Friday, December 31, 2010

Paradox Valley: $$$ vs. Health -- Guess which wins?

UPDATE 04-18-2011: Sign a petition from the Sheep Mountain alliance, to the Governor of Colorado, asking him to revoke the Pinon Ridge Uranium Mill license: 

http://www.thepetitionsite.com/1/stop-the-pinon-ridge-mill/

Thanks!

URAVAN BEFORE

URAVAN AFTER

In Colorado, Energy Fuels, a mining company headquartered in Toronto, Ontario, hopes to gain approval from state regulators to re-open long-shuttered uranium mines, and build a $175 million uranium ore mill in Paradox Valley. The original mill, opened in Uravan in 1943 as part of the Manhattan Project and later purchased by Union Carbide, was shut down in 1986, and the entire town was erased from the map. Everything that constituted Uravan was chopped up and buried: roads, homes, schools, commercial buildings, churches -- all of it was obliterated because the entire town festered under a toxic plume of radioactive dust and water pollution precipitated out of the uranium mill and surrounding mines.

According to a December 26, 2010 article, "A Battle Over Uranium Bodes Ill for U.S. Debate," in the New York Times, local residents, who are eager for mill and mining jobs promised by Energy Fuels, resent the obstruction presented by environmentalists, and more affluent residents of nearby Telluride.
To residents (of Naturita) ... like Michelle Mathews, the fact that many opponents of the mill hail from Telluride is a crucial strike against their arguments.
“People from Telluride don’t have any business around here,” said Ms. Mathews, 31, who works as a school janitor and ardently supports the idea of bringing back uranium jobs. “Not everyone wants to drive to Telluride to clean hotel rooms.”
Well, this is cold-hearted, but you do not get to impose toxic mines and mills on the rest of the country when you choose to live in a place that lacks lucrative employment and you elect politicians who do nothing to create lucrative employment that doesn't impose burdens on the rest of the country. There are better alternatives, and the New York Times article does a lousy job of detailing alternatives that would be available if we -- neighbors and fellow taxpayers -- look at the big picture.

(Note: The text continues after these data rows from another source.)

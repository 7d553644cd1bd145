//! Bracket data models: participants, rounds, matches and slots.

use chrono::{DateTime, Utc};
use serde::{Deserialize, Serialize};
use std::{fmt, str::FromStr};

/// Tournament ID type
pub type TournamentId = i64;

/// Participant ID type
pub type ParticipantId = i64;

/// Round ID type
pub type RoundId = i64;

/// Match ID type
pub type MatchId = i64;

/// Participant eligibility
#[derive(Debug, Clone, Copy, PartialEq, Eq, Serialize, Deserialize)]
#[serde(rename_all = "lowercase")]
pub enum ParticipantStatus {
    /// Still in the tournament
    Active,
    /// Lost a match
    Eliminated,
}

impl ParticipantStatus {
    pub fn as_str(&self) -> &'static str {
        match self {
            ParticipantStatus::Active => "active",
            ParticipantStatus::Eliminated => "eliminated",
        }
    }
}

impl fmt::Display for ParticipantStatus {
    fn fmt(&self, f: &mut fmt::Formatter<'_>) -> fmt::Result {
        write!(f, "{}", self.as_str())
    }
}

impl FromStr for ParticipantStatus {
    type Err = String;

    fn from_str(s: &str) -> Result<Self, Self::Err> {
        match s {
            "active" => Ok(ParticipantStatus::Active),
            "eliminated" => Ok(ParticipantStatus::Eliminated),
            other => Err(format!("unknown participant status: {other}")),
        }
    }
}

/// A registered participant (team or player)
#[derive(Debug, Clone, PartialEq, Eq, Serialize, Deserialize)]
pub struct Participant {
    /// Participant ID
    pub id: ParticipantId,
    /// Tournament the participant is registered for
    pub tournament_id: TournamentId,
    /// Display name
    pub name: String,
    /// Eligibility flag
    pub status: ParticipantStatus,
}

impl Participant {
    /// Create a new, active participant
    pub fn new(id: ParticipantId, tournament_id: TournamentId, name: impl Into<String>) -> Self {
        Self {
            id,
            tournament_id,
            name: name.into(),
            status: ParticipantStatus::Active,
        }
    }

    pub fn is_active(&self) -> bool {
        self.status == ParticipantStatus::Active
    }
}

/// One side of a pairing
#[derive(Debug, Clone, Copy, PartialEq, Eq, Hash, Serialize, Deserialize)]
#[serde(rename_all = "lowercase", tag = "kind", content = "participant")]
pub enum Slot {
    Occupied(ParticipantId),
    Empty,
}

impl Slot {
    pub fn participant(&self) -> Option<ParticipantId> {
        match self {
            Slot::Occupied(id) => Some(*id),
            Slot::Empty => None,
        }
    }

    pub fn is_empty(&self) -> bool {
        matches!(self, Slot::Empty)
    }
}

impl From<Option<ParticipantId>> for Slot {
    fn from(value: Option<ParticipantId>) -> Self {
        value.map_or(Slot::Empty, Slot::Occupied)
    }
}

impl From<ParticipantId> for Slot {
    fn from(value: ParticipantId) -> Self {
        Slot::Occupied(value)
    }
}

/// Match lifecycle status
#[derive(Debug, Clone, Copy, PartialEq, Eq, Hash, Serialize, Deserialize)]
#[serde(rename_all = "lowercase")]
pub enum MatchStatus {
    Scheduled,
    Ongoing,
    Completed,
}

impl MatchStatus {
    pub fn as_str(&self) -> &'static str {
        match self {
            MatchStatus::Scheduled => "scheduled",
            MatchStatus::Ongoing => "ongoing",
            MatchStatus::Completed => "completed",
        }
    }
}

impl fmt::Display for MatchStatus {
    fn fmt(&self, f: &mut fmt::Formatter<'_>) -> fmt::Result {
        write!(f, "{}", self.as_str())
    }
}

impl FromStr for MatchStatus {
    type Err = String;

    fn from_str(s: &str) -> Result<Self, Self::Err> {
        match s {
            "scheduled" => Ok(MatchStatus::Scheduled),
            "ongoing" => Ok(MatchStatus::Ongoing),
            "completed" => Ok(MatchStatus::Completed),
            other => Err(format!("unknown match status: {other}")),
        }
    }
}

/// A persisted elimination round
#[derive(Debug, Clone, PartialEq, Eq, Serialize, Deserialize)]
pub struct Round {
    /// Round ID
    pub id: RoundId,
    /// Owning tournament
    pub tournament_id: TournamentId,
    /// Sequence number (1-indexed)
    pub sequence: u32,
    /// Display name at creation time
    pub name: String,
    /// Created at timestamp
    pub created_at: DateTime<Utc>,
}

/// A persisted match
#[derive(Debug, Clone, PartialEq, Eq, Serialize, Deserialize)]
pub struct Match {
    /// Match ID
    pub id: MatchId,
    /// Owning round
    pub round_id: RoundId,
    /// Position within the round (0-indexed)
    pub position: u32,
    pub slot_a: Slot,
    /// Empty for a bye
    pub slot_b: Slot,
    pub status: MatchStatus,
    pub score_a: Option<i32>,
    pub score_b: Option<i32>,
    pub winner: Option<ParticipantId>,
}

impl Match {
    /// A bye has an occupant in slot A and nobody in slot B
    pub fn is_bye(&self) -> bool {
        self.slot_b.is_empty()
    }

    pub fn is_completed(&self) -> bool {
        self.status == MatchStatus::Completed
    }

    /// Participant advancing from this match, if decided
    ///
    /// A bye's sole occupant counts as its winner.
    pub fn advancing(&self) -> Option<ParticipantId> {
        if !self.is_completed() {
            return None;
        }
        match self.winner {
            Some(winner) => Some(winner),
            None if self.is_bye() => self.slot_a.participant(),
            None => None,
        }
    }

    /// Snapshot of the mutable fields, for persistence
    pub fn update(&self) -> MatchUpdate {
        MatchUpdate {
            status: self.status,
            score_a: self.score_a,
            score_b: self.score_b,
            winner: self.winner,
        }
    }
}

/// A match planned by the round builder but not yet persisted
#[derive(Debug, Clone, PartialEq, Eq, Serialize, Deserialize)]
pub struct MatchSpec {
    pub position: u32,
    pub slot_a: Slot,
    pub slot_b: Slot,
    pub status: MatchStatus,
    pub winner: Option<ParticipantId>,
}

impl MatchSpec {
    pub fn is_bye(&self) -> bool {
        self.slot_b.is_empty()
    }

    /// Materialize into a match with the given identity
    pub fn into_match(self, id: MatchId, round_id: RoundId) -> Match {
        Match {
            id,
            round_id,
            position: self.position,
            slot_a: self.slot_a,
            slot_b: self.slot_b,
            status: self.status,
            score_a: None,
            score_b: None,
            winner: self.winner,
        }
    }
}

/// Mutable fields of a match written back by the state machine
#[derive(Debug, Clone, Copy, PartialEq, Eq, Serialize, Deserialize)]
pub struct MatchUpdate {
    pub status: MatchStatus,
    pub score_a: Option<i32>,
    pub score_b: Option<i32>,
    pub winner: Option<ParticipantId>,
}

The perceived benefits Paradox Valley residents hope the mines and mill will afford them -- however appealing those benefits are -- should not figure into the decision to issue permits for uranium mines, or the mill. If the cost to fellow citizen taxpayers, economic and environmental, exceeds the benefits of the additional reactor fuel produced, then the permits should be withheld. The desire of Energy Fuels executives to make easy money, or the desire of Paradox Valley residents for well-paid jobs, are not reason enough to impose pervasive, lasting damage on the environment, or on the health of residents, both of which will impose unavoidable costs on someone.

The cost of rectifying these environmental and health problems will not likely be borne by Paradox Valley residents, or Energy Fuels executives. The costs will likely come long after Energy Fuels has left the scene, and the Pinon Ridge Mill is once again shuttered and declared a toxic no man's land. Then, the costs will likely be borne by taxpayers. In 1990, "The Radiation Exposure Compensation Act" was passed by Congress. It provides cash payments, starting at $100,000, and health care, to victims of radiation exposure in Paradox Valley and elsewhere. Taxpayers fund "The Radiation Exposure Compensation Act," and consumers funded the obliteration of Uravan by way of price increases on Union Carbide products (which are ubiquitous, and all of us use them daily).

These jobs are not free. And we will be subsidizing them for a long time. (Not to mention opportunity cost: we could do better things with our money than clean up radiation spills and provide cancer treatment and oxygen bottles to retired mine and mill workers.) We, taxpayers, will deal with irreparable damage to Paradox Valley land and water. Land and water, like lost Uravan's, that will never again be accessible to Paradox Valley residents, Energy Fuels, or anyone.

If we want to do Paradox Valley residents a favor, and we are not mean-spirited enough to tell them to move elsewhere where they might have a better chance of finding work, let's simply write them a check for the salaries they would earn in the mill and the mines. That would be cheaper and safer for taxpayers than re-opening mines that were already shut down once after they devastated Uravan. Or, we could put the residents to work on renewable energy projects: 4.5 million good jobs and $4.3 trillion in domestic revenue. Nah. That would actually make sense for everyone. Nuclear power, incidentally, will do nothing to mitigate global warming, as many proponents suggest it will. I outline why here:
Nukes will do nothing to prevent climate change...
Read a long article about Uravan, "The Uranium Widows," in the September 13, 2010 New Yorker.

And visit the Sheep Mountain Alliance, and the Paradox Valley Sustainability Association to find out what you can do to oppose Energy Fuels Pinon Ridge Uranium Mill.

Let's not waste a lot of time and money making corporate energy executives rich...again.